(Exercise) This exercise calls for printing every record exactly once more.

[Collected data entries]

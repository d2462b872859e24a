use crate::errors::ToolError;
use crate::managers::json_text;
use crate::models::Record;
use crate::services::iot_client::{IotClient, LocationTarget};
use crate::services::logger::Logger;
use crate::services::tool_executor::ToolHandler;
use crate::services::validation::Validation;
use crate::utils::text::{field, is_present};
use crate::utils::time_format::format_timestamp;
use serde_json::Value;
use std::sync::Arc;

pub const LOCATION_TOOLS: &[&str] = &["query_device_location", "get_device_location_raw"];

const COORDINATE_SYSTEMS: &[(&str, &str, &str)] = &[
    ("WGS84", "wgsLat", "wgsLng"),
    ("GCJ02", "gcjLat", "gcjLng"),
    ("BD09", "bdLat", "bdLng"),
];

const EXTRA_FIELDS: &[(&str, &str)] = &[
    ("Accuracy", "accuracy"),
    ("Speed", "speed"),
    ("Height", "height"),
    ("Satellites", "satellites"),
];

#[derive(Clone)]
pub struct LocationManager {
    logger: Logger,
    validation: Validation,
    client: Arc<IotClient>,
}

impl LocationManager {
    pub fn new(logger: Logger, validation: Validation, client: Arc<IotClient>) -> Self {
        Self {
            logger: logger.child("location"),
            validation,
            client,
        }
    }

    async fn fetch(&self, args: &Value) -> Result<Record, ToolError> {
        let target = LocationTarget::resolve(
            self.validation.optional_string(args, "product_key")?,
            self.validation.optional_string(args, "device_key")?,
            self.validation.optional_i64(args, "device_id")?,
        )?;
        let language = self.validation.language(args)?;
        self.client.query_device_location(&target, &language).await
    }

    async fn query_device_location(&self, args: &Value) -> Result<String, ToolError> {
        let location = self.fetch(args).await?;
        Ok(render_location(&location))
    }

    async fn get_device_location_raw(&self, args: &Value) -> Result<String, ToolError> {
        let location = self.fetch(args).await?;
        json_text(&location)
    }
}

/// Coordinates appear only for systems with both components present.
pub fn render_location(location: &Record) -> String {
    let mut lines = vec![
        format!("Device Key: {}", field(location, "deviceKey", "N/A")),
        format!("Product Key: {}", field(location, "productKey", "N/A")),
        format!("Location Time: {}", format_timestamp(location.get("locateTime"))),
        format!("Location Status: {}", field(location, "locateStatus", "N/A")),
    ];
    for (label, lat, lng) in COORDINATE_SYSTEMS {
        if is_present(location.get(*lat)) && is_present(location.get(*lng)) {
            lines.push(format!(
                "{} Coordinates: {}, {}",
                label,
                field(location, lat, ""),
                field(location, lng, "")
            ));
        }
    }
    for (label, key) in EXTRA_FIELDS {
        if is_present(location.get(*key)) {
            lines.push(format!("{}: {}", label, field(location, key, "")));
        }
    }
    lines.join("\n")
}

#[async_trait::async_trait]
impl ToolHandler for LocationManager {
    async fn handle(&self, tool: &str, args: Value) -> Result<String, ToolError> {
        self.logger.debug(tool, None);
        match tool {
            "query_device_location" => self.query_device_location(&args).await,
            "get_device_location_raw" => self.get_device_location_raw(&args).await,
            _ => Err(crate::utils::tool_errors::unhandled_tool_error(
                "location",
                tool,
                LOCATION_TOOLS,
            )),
        }
    }
}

(Exercise solution)
repository d2462b872859e24a
use crate::errors::ToolError;
use crate::managers::json_text;
use crate::models::Record;
use crate::services::iot_client::{IotClient, LocationTarget};
use crate::services::logger::Logger;
use crate::services::tool_executor::ToolHandler;
use crate::services::validation::Validation;
use crate::utils::text::{field, is_present};
use crate::utils::time_format::format_timestamp;
use serde_json::Value;
use std::sync::Arc;

pub const LOCATION_TOOLS: &[&str] = &["query_device_location", "get_device_location_raw"];

const COORDINATE_SYSTEMS: &[(&str, &str, &str)] = &[
    ("WGS84", "wgsLat", "wgsLng"),
    ("GCJ02", "gcjLat", "gcjLng"),
    ("BD09", "bdLat", "bdLng"),
];

const EXTRA_FIELDS: &[(&str, &str)] = &[
    ("Accuracy", "accuracy"),
    ("Speed", "speed"),
    ("Height", "height"),
    ("Satellites", "satellites"),
];

#[derive(Clone)]
pub struct LocationManager {
    logger: Logger,
    validation: Validation,
    client: Arc<IotClient>,
}

impl LocationManager {
    pub fn new(logger: Logger, validation: Validation, client: Arc<IotClient>) -> Self {
        Self {
            logger: logger.child("location"),
            validation,
            client,
        }
    }

    async fn fetch(&self, args: &Value) -> Result<Record, ToolError> {
        let target = LocationTarget::resolve(
            self.validation.optional_string(args, "product_key")?,
            self.validation.optional_string(args, "device_key")?,
            self.validation.optional_i64(args, "device_id")?,
        )?;
        let language = self.validation.language(args)?;
        self.client.query_device_location(&target, &language).await
    }

    async fn query_device_location(&self, args: &Value) -> Result<String, ToolError> {
        let location = self.fetch(args).await?;
        Ok(render_location(&location))
    }

    async fn get_device_location_raw(&self, args: &Value) -> Result<String, ToolError> {
        let location = self.fetch(args).await?;
        json_text(&location)
    }
}

/// Coordinates appear only for systems with both components present.
pub fn render_location(location: &Record) -> String {
    let mut lines = vec![
        format!("Device Key: {}", field(location, "deviceKey", "N/A")),
        format!("Product Key: {}", field(location, "productKey", "N/A")),
        format!("Location Time: {}", format_timestamp(location.get("locateTime"))),
        format!("Location Status: {}", field(location, "locateStatus", "N/A")),
    ];
    for (label, lat, lng) in COORDINATE_SYSTEMS {
        if is_present(location.get(*lat)) && is_present(location.get(*lng)) {
            lines.push(format!(
                "{} Coordinates: {}, {}",
                label,
                field(location, lat, ""),
                field(location, lng, "")
            ));
        }
    }
    for (label, key) in EXTRA_FIELDS {
        if is_present(location.get(*key)) {
            lines.push(format!("{}: {}", label, field(location, key, "")));
        }
    }
    lines.join("\n")
}

#[async_trait::async_trait]
impl ToolHandler for LocationManager {
    async fn handle(&self, tool: &str, args: Value) -> Result<String, ToolError> {
        self.logger.debug(tool, None);
        match tool {
            "query_device_location" => self.query_device_location(&args).await,
            "get_device_location_raw" => self.get_device_location_raw(&args).await,
            _ => Err(crate::utils::tool_errors::unhandled_tool_error(
                "location",
                tool,
                LOCATION_TOOLS,
            )),
        }
    }
}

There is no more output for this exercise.